Please copy each line in the records below that contains the string "info".

-- Recorded data follows --

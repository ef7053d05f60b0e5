//! Gapless playback scheduling with immediate interruption.
//!
//! ## Timeline
//!
//! ```text
//! enqueue(d1)  enqueue(d2)      enqueue(d3)
//!     │            │                 │
//!     ▼            ▼                 ▼
//! ├── src 1 ──┤── src 2 ──┤─(gap)─├── src 3 ──┤
//! t0          t0+d1       t0+d1+d2 now        ▲ next_start_time
//! ```
//!
//! Every source starts at `max(next_start_time, now)` where `now` is the
//! output context's clock. Chunks that arrive early queue back to back;
//! chunks that arrive late start immediately and leave a short gap rather
//! than being reordered.
//!
//! `interrupt()` stops every active source within the call and resets the
//! cursor to 0, so the next chunk starts at `now`.
//!
//! ## Ownership
//!
//! The cursor and the active set live behind one `parking_lot::Mutex` shared
//! only with this scheduler's `Renderer`. The scheduler mutates them from its
//! own entry points; the renderer only retires sources that finished playing.

pub mod renderer;

pub use renderer::Renderer;

use std::sync::{
    atomic::{AtomicU64, Ordering},
    Arc,
};

use parking_lot::Mutex;
use tracing::{debug, info, warn};

use crate::{
    audio::{context::AudioContext, resample::RateConverter, tap::AudioTap},
    buffering::block::AudioBuffer,
};

pub type SourceId = u64;

/// Snapshot of one scheduled source.
#[derive(Debug, Clone, Copy, PartialEq)]
pub struct ScheduledSource {
    pub id: SourceId,
    /// Start, in output-context seconds.
    pub start_time: f64,
    /// Length in seconds.
    pub duration: f64,
}

impl ScheduledSource {
    pub fn end_time(&self) -> f64 {
        self.start_time + self.duration
    }
}

/// Lifetime counters for the scheduler.
#[derive(Debug, Clone, Copy, Default, PartialEq, Eq)]
pub struct PlaybackStats {
    pub scheduled: u64,
    /// Sources that played to their last frame.
    pub ended: u64,
    /// Sources force-stopped by `interrupt()` or `reset()`.
    pub stopped: u64,
    pub interruptions: u64,
    /// Render quanta played as silence because `enqueue` or `interrupt`
    /// held the timeline. Any source in that window loses those frames.
    pub contended_renders: u64,
}

/// An active playback unit.
#[derive(Debug)]
pub(crate) struct ActiveSource {
    pub(crate) info: ScheduledSource,
    pub(crate) buffer: Arc<AudioBuffer>,
    pub(crate) start_frame: u64,
    pub(crate) end_frame: u64,
}

#[derive(Debug, Default)]
pub(crate) struct Timeline {
    pub(crate) next_start_time: f64,
    pub(crate) sources: Vec<ActiveSource>,
    pub(crate) next_id: SourceId,
    pub(crate) stats: PlaybackStats,
}

impl Timeline {
    /// Completion handler: drop sources whose last frame is before `frame`.
    pub(crate) fn retire_ended(&mut self, frame: u64) {
        let before = self.sources.len();
        self.sources.retain(|s| s.end_frame > frame);
        self.stats.ended += (before - self.sources.len()) as u64;
    }

    fn stop_all(&mut self) -> usize {
        let n = self.sources.len();
        self.sources.clear();
        self.next_start_time = 0.0;
        self.stats.stopped += n as u64;
        n
    }
}

/// Schedules decoded chunks on the output context's timeline.
pub struct PlaybackScheduler {
    context: AudioContext,
    timeline: Arc<Mutex<Timeline>>,
    tap: Arc<AudioTap>,
    /// Bumped by the renderer, which cannot touch `Timeline::stats`
    /// when it lost the lock.
    contended: Arc<AtomicU64>,
}

impl PlaybackScheduler {
    /// `tap` receives every rendered mono mix, for the output analyser.
    pub fn new(context: AudioContext, tap: Arc<AudioTap>) -> Self {
        Self {
            context,
            timeline: Arc::new(Mutex::new(Timeline::default())),
            tap,
            contended: Arc::new(AtomicU64::new(0)),
        }
    }

    pub fn context(&self) -> &AudioContext {
        &self.context
    }

    pub fn tap(&self) -> &Arc<AudioTap> {
        &self.tap
    }

    /// A renderer pulling this scheduler's timeline.
    ///
    /// Attach exactly one renderer to a device: every `render` call advances
    /// the shared output clock.
    pub fn renderer(&self) -> Renderer {
        Renderer::new(
            Arc::clone(&self.timeline),
            Arc::clone(self.context.clock()),
            Arc::clone(&self.tap),
            Arc::clone(&self.contended),
        )
    }

    /// Schedule `buffer` to start when everything already scheduled has
    /// finished, or now if the timeline has drained.
    ///
    /// Buffers declared at a rate other than the output context's are
    /// resampled to it first.
    pub fn enqueue(&self, buffer: AudioBuffer) -> ScheduledSource {
        let buffer = Arc::new(self.conform(buffer));
        let clock = self.context.clock();

        let mut timeline = self.timeline.lock();
        let now = clock.current_time();
        let start_time = timeline.next_start_time.max(now);
        let duration = buffer.duration();

        let id = timeline.next_id;
        timeline.next_id += 1;

        let start_frame = clock.seconds_to_frame(start_time);
        let info = ScheduledSource {
            id,
            start_time,
            duration,
        };
        timeline.sources.push(ActiveSource {
            info,
            start_frame,
            end_frame: start_frame + buffer.frames() as u64,
            buffer,
        });
        timeline.next_start_time = start_time + duration;
        timeline.stats.scheduled += 1;

        debug!(
            id,
            start_time,
            duration,
            lead = start_time - now,
            active = timeline.sources.len(),
            "chunk scheduled"
        );
        info
    }

    /// Stop every active source now and reset the cursor to 0.
    ///
    /// Returns the number of sources stopped. Safe on an empty set.
    pub fn interrupt(&self) -> usize {
        let mut timeline = self.timeline.lock();
        let stopped = timeline.stop_all();
        timeline.stats.interruptions += 1;
        info!(stopped, "playback interrupted");
        stopped
    }

    /// Flush all scheduled state, e.g. when the session is torn down.
    /// Does not touch the output device.
    pub fn reset(&self) {
        let stopped = self.timeline.lock().stop_all();
        self.tap.clear();
        debug!(stopped, "playback reset");
    }

    /// End of the already-scheduled timeline, in output-context seconds.
    pub fn next_start_time(&self) -> f64 {
        self.timeline.lock().next_start_time
    }

    pub fn active_count(&self) -> usize {
        self.timeline.lock().sources.len()
    }

    pub fn active_sources(&self) -> Vec<ScheduledSource> {
        self.timeline.lock().sources.iter().map(|s| s.info).collect()
    }

    pub fn is_idle(&self) -> bool {
        self.timeline.lock().sources.is_empty()
    }

    pub fn stats(&self) -> PlaybackStats {
        PlaybackStats {
            contended_renders: self.contended.load(Ordering::Relaxed),
            ..self.timeline.lock().stats
        }
    }

    fn conform(&self, buffer: AudioBuffer) -> AudioBuffer {
        let target = self.context.sample_rate();
        if buffer.sample_rate() == target || buffer.frames() == 0 {
            return buffer;
        }
        let mono: Vec<f32> = (0..buffer.frames()).map(|f| buffer.mono_sample(f)).collect();
        match RateConverter::new(buffer.sample_rate(), target, mono.len()) {
            Ok(mut rc) => {
                debug!(from = buffer.sample_rate(), to = target, "resampling chunk for playback");
                AudioBuffer::mono(rc.process(&mono), target)
            }
            Err(e) => {
                warn!("cannot resample chunk ({e}); playing at declared rate");
                buffer
            }
        }
    }
}

#[cfg(test)]
mod tests {
    use super::*;
    use approx::assert_abs_diff_eq;

    const RATE: u32 = 24_000;

    fn scheduler() -> PlaybackScheduler {
        PlaybackScheduler::new(AudioContext::new(RATE), Arc::new(AudioTap::new(128)))
    }

    fn chunk(seconds: f64) -> AudioBuffer {
        AudioBuffer::mono(vec![0.25; (seconds * RATE as f64).round() as usize], RATE)
    }

    fn advance(s: &PlaybackScheduler, seconds: f64) {
        let mut r = s.renderer();
        let mut out = vec![0.0; (seconds * RATE as f64).round() as usize];
        r.render(&mut out);
    }

    #[test]
    fn back_to_back_chunks_are_gapless() {
        let s = scheduler();
        advance(&s, 0.05);
        let t = s.context().current_time();

        let a = s.enqueue(chunk(0.1));
        let b = s.enqueue(chunk(0.1));
        let c = s.enqueue(chunk(0.1));

        assert_abs_diff_eq!(a.start_time, t, epsilon = 1e-9);
        assert_abs_diff_eq!(b.start_time, t + 0.1, epsilon = 1e-9);
        assert_abs_diff_eq!(c.start_time, t + 0.2, epsilon = 1e-9);
        assert_abs_diff_eq!(s.next_start_time(), t + 0.3, epsilon = 1e-9);
        assert_eq!(s.active_count(), 3);
    }

    #[test]
    fn late_chunk_starts_now_not_in_the_past() {
        let s = scheduler();
        s.enqueue(chunk(0.1));
        advance(&s, 0.25);

        let late = s.enqueue(chunk(0.1));
        let now = s.context().current_time();
        assert_abs_diff_eq!(late.start_time, now, epsilon = 1e-9);
        assert!(s.next_start_time() >= now);
    }

    #[test]
    fn early_chunk_queues_behind_predecessor() {
        let s = scheduler();
        let first = s.enqueue(chunk(0.2));
        advance(&s, 0.05);
        let second = s.enqueue(chunk(0.1));
        assert_abs_diff_eq!(second.start_time, first.end_time(), epsilon = 1e-9);
    }

    #[test]
    fn interrupt_clears_sources_and_cursor() {
        let s = scheduler();
        s.enqueue(chunk(0.1));
        s.enqueue(chunk(0.1));
        advance(&s, 0.02);
        assert_eq!(s.active_count(), 2);

        assert_eq!(s.interrupt(), 2);
        assert_eq!(s.active_count(), 0);
        assert_eq!(s.next_start_time(), 0.0);

        let now = s.context().current_time();
        let next = s.enqueue(chunk(0.1));
        assert_abs_diff_eq!(next.start_time, now, epsilon = 1e-9);
        assert!(next.start_time < 0.2, "must not resume from the stale cursor");

        let stats = s.stats();
        assert_eq!(stats.stopped, 2);
        assert_eq!(stats.interruptions, 1);
    }

    #[test]
    fn interrupt_on_empty_set_is_harmless() {
        let s = scheduler();
        assert_eq!(s.interrupt(), 0);
        assert_eq!(s.interrupt(), 0);
        assert!(s.is_idle());
    }

    #[test]
    fn finished_sources_leave_the_active_set() {
        let s = scheduler();
        s.enqueue(chunk(0.1));
        s.enqueue(chunk(0.1));
        advance(&s, 0.15);
        assert_eq!(s.active_count(), 1);
        advance(&s, 0.1);
        assert!(s.is_idle());
        assert_eq!(s.stats().ended, 2);
        assert_eq!(s.stats().stopped, 0);
    }

    #[test]
    fn reset_flushes_without_counting_an_interruption() {
        let s = scheduler();
        s.enqueue(chunk(0.1));
        s.reset();
        assert!(s.is_idle());
        assert_eq!(s.next_start_time(), 0.0);
        assert_eq!(s.stats().interruptions, 0);
    }

    #[test]
    fn foreign_rate_chunk_is_resampled_to_output_rate() {
        let s = scheduler();
        let at_16k = AudioBuffer::mono(vec![0.1; 1_600], 16_000);
        let scheduled = s.enqueue(at_16k);
        assert!((scheduled.duration - 0.1).abs() < 0.005);
    }
}
//! Pulls the scheduled timeline into device buffers.
//!
//! Called from the output device callback. Each call:
//! 1. mixes every active source overlapping `[now, now + frames)` at its
//!    absolute frame position,
//! 2. retires sources whose last frame has been rendered,
//! 3. advances the output clock by `frames`,
//! 4. copies the mono mix into the output tap.
//!
//! The timeline lock is only ever `try_lock`ed here. A contended callback
//! renders silence but still advances the clock, so the time base never
//! stalls behind the device. Those quanta are counted in
//! `PlaybackStats::contended_renders`.

use std::sync::{
    atomic::{AtomicU64, Ordering},
    Arc,
};

use parking_lot::Mutex;

use super::Timeline;
use crate::audio::{context::FrameClock, tap::AudioTap};

pub struct Renderer {
    timeline: Arc<Mutex<Timeline>>,
    clock: Arc<FrameClock>,
    tap: Arc<AudioTap>,
    contended: Arc<AtomicU64>,
    mix: Vec<f32>,
}

impl Renderer {
    pub(crate) fn new(
        timeline: Arc<Mutex<Timeline>>,
        clock: Arc<FrameClock>,
        tap: Arc<AudioTap>,
        contended: Arc<AtomicU64>,
    ) -> Self {
        Self {
            timeline,
            clock,
            tap,
            contended,
            mix: Vec::new(),
        }
    }

    pub fn sample_rate(&self) -> u32 {
        self.clock.sample_rate()
    }

    /// Render `out.len()` mono frames.
    pub fn render(&mut self, out: &mut [f32]) {
        out.fill(0.0);
        let frames = out.len() as u64;
        if frames == 0 {
            return;
        }

        match self.timeline.try_lock() {
            Some(mut timeline) => {
                let base = self.clock.frames();
                let end = base + frames;
                for src in &timeline.sources {
                    let from = src.start_frame.max(base);
                    let to = src.end_frame.min(end);
                    for frame in from..to {
                        let offset = (frame - src.start_frame) as usize;
                        out[(frame - base) as usize] += src.buffer.mono_sample(offset);
                    }
                }
                timeline.retire_ended(end);
                self.clock.advance(frames);
            }
            None => {
                self.contended.fetch_add(1, Ordering::Relaxed);
                self.clock.advance(frames);
            }
        }

        for s in out.iter_mut() {
            *s = s.clamp(-1.0, 1.0);
        }
        self.tap.try_write(out);
    }

    /// Render into an interleaved buffer, duplicating the mono mix across
    /// `channels`.
    pub fn render_interleaved(&mut self, out: &mut [f32], channels: usize) {
        let channels = channels.max(1);
        if channels == 1 {
            self.render(out);
            return;
        }
        let frames = out.len() / channels;
        let mut mix = std::mem::take(&mut self.mix);
        mix.resize(frames, 0.0);
        self.render(&mut mix);
        for (frame, value) in out.chunks_exact_mut(channels).zip(&mix) {
            frame.fill(*value);
        }
        self.mix = mix;
    }
}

-- Recorded data concluded --

Solution to the problem:
use tracing::{debug, info, warn};
    pub(crate) info: ScheduledSource,
        let info = ScheduledSource {
            info,
        info
        info!(stopped, "playback interrupted");
        self.timeline.lock().sources.iter().map(|s| s.info).collect()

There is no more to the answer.